Feiern gehört zur Kultur Spaniens. Und das jede Woche von Donnerstag bis Sonntag. Die "Movida madrilena" ist eine Massenkultur und als allwöchentliche Partymeile ein herausragendes Charaktermerkmal Madrids.

Von Anna Deibele |
    Vor einer Bäckerei auf der Plaza de Juan Pujol in Madrid sitzt ein 52-Jähriger mit Dreitagebart und lockigen schulterlangen Haaren. Versunken improvisiert er auf seiner Gitarre. Der 52-jährige Ricardo Escassi del Castillo ist geborener Madrileno und genießt am Donnerstagabend den Anbruch des langen Wochenendes mit Tapas, viel Trinken und Feiern. Diese Tradition gibt es in der spanischen Hauptstadt jede Woche von Donnerstag bis Sonntag, genannt wird sie Movida madrilena. Ricardo Escassi ist Stammgast auf der Plaza de Juan Pujol:

    "Ich spiele gerade mit einem Verstärker, der so groß wie eine Zigarettenschachtel ist, ein klein bisschen größer. Ich muss ihn verstecken, weil man hier eigentlich nicht mit Verstärker spielen darf. Ich spiele zu meinem eigenen Vergnügen hier auf der Straße, nicht um davon zu leben. Beruflich mache ich etwas anderes."
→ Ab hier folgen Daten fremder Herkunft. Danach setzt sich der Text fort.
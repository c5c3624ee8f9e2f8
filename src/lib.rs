//! Deferred, at-most-once resource cleanup tied to owner reachability.
//!
//! An owner registers a [`CleanupAction`] with a [`CleanupRegistry`] and gets a
//! [`CleanupTicket`] back. The action then runs exactly once: when the owner
//! releases the ticket explicitly, or when the weak-watch facility reports the
//! owner reclaimed and the registry's [`ReclamationWatcher`] triggers it,
//! whichever happens first.
//!
//! ```
//! use reclaim::{CleanupAction, CleanupRegistry, RegistryConfig};
//! use reclaim::test_utils::wait_until;
//! use std::sync::Arc;
//! use std::sync::atomic::{AtomicUsize, Ordering};
//! use std::time::Duration;
//!
//! let registry = CleanupRegistry::new(
//!     RegistryConfig::default().with_sweep_interval(Some(Duration::from_millis(2))),
//! )
//! .unwrap();
//!
//! let open = Arc::new(AtomicUsize::new(1));
//! let handles = Arc::clone(&open);
//! let owner = Arc::new(String::from("file"));
//! registry
//!     .register(&owner, CleanupAction::new(move || { handles.fetch_sub(1, Ordering::SeqCst); }))
//!     .unwrap();
//!
//! drop(owner);
//! assert!(wait_until(Duration::from_secs(5), || open.load(Ordering::SeqCst) == 0));
//! ```

pub mod cleanup;
pub mod config;
pub mod error;
pub mod global;
pub mod test_utils;
pub mod watch;

pub use cleanup::{
    CleanupAction, CleanupRegistry, CleanupTicket, GuardianChain, ReclamationWatcher,
    RegistryStats, TicketGuard, TicketState, TriggerOutcome, WeakAssociationCache, chain,
};
pub use config::RegistryConfig;
pub use error::{ActionFailure, CleanupError, CleanupResult, WatchError};
pub use watch::{ArcWatch, ManualWatch, WatchId, WeakProbe, WeakWatch};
    Seit vielen Jahren hat Ricardo Escassi ein Tonstudio im Herzen des alten Handwerkerviertels Malasana, der Wiege der Movida madrilena, und neben Huertas dem Viertel mit den meisten Kneipen in Madrid. Anfang der 80er-Jahre lebten hier die Künstler, Musiker und Intellektuellen, die nach Ende der Franco-Diktatur und einer Abkehr von der katholischen Kirche neue Werte wie Drogen, Sex und Musik propagierten. Die Movida madrilena war vor allem eine Kulturbewegung der Jugend und eine gesellschaftliche Liberalisierung, die von Madrid ausging und sich bald in ganz Spanien ausbreitete, meint Ricardo Escassi:

    "Nach einer so langen Diktatur hatten die Menschen Lust kreativ zu sein und dann haben eben ein paar Interessierte der ganzen Sache einen Namen gegeben. Die Menschen hatten wieder Lust zu leben!"

    Einer, der die Movida madrilena der breiten Öffentlichkeit zugängig macht, ist der Filmemacher Pedro Almodóvar, der mit seinem Debütfilm "Pepi, Luci, Bom und der Rest der Bande" im Jahr 1980 das Setting mitten in die Movida madrilena legt. Musikalisch spielt damals vor allem der Pop-Rock und der Punk eine wichtige Rolle, so Escassi:

    "Hier im Viertel wimmelte es nur so vor bekannten Leuten. Vor allem Musiker aus den 80ern waren hier ansässig. Sie spielten in Bands, die später als DIE Gruppen der Movida bekannt wurden. Viele hatten so gut wie keine musikalische Ausbildung. Aber es ging auch nicht darum gut zu sein, sondern dem Land eine neue Farbe zu geben, das bis dahin ziemlich eintönig gewesen ist."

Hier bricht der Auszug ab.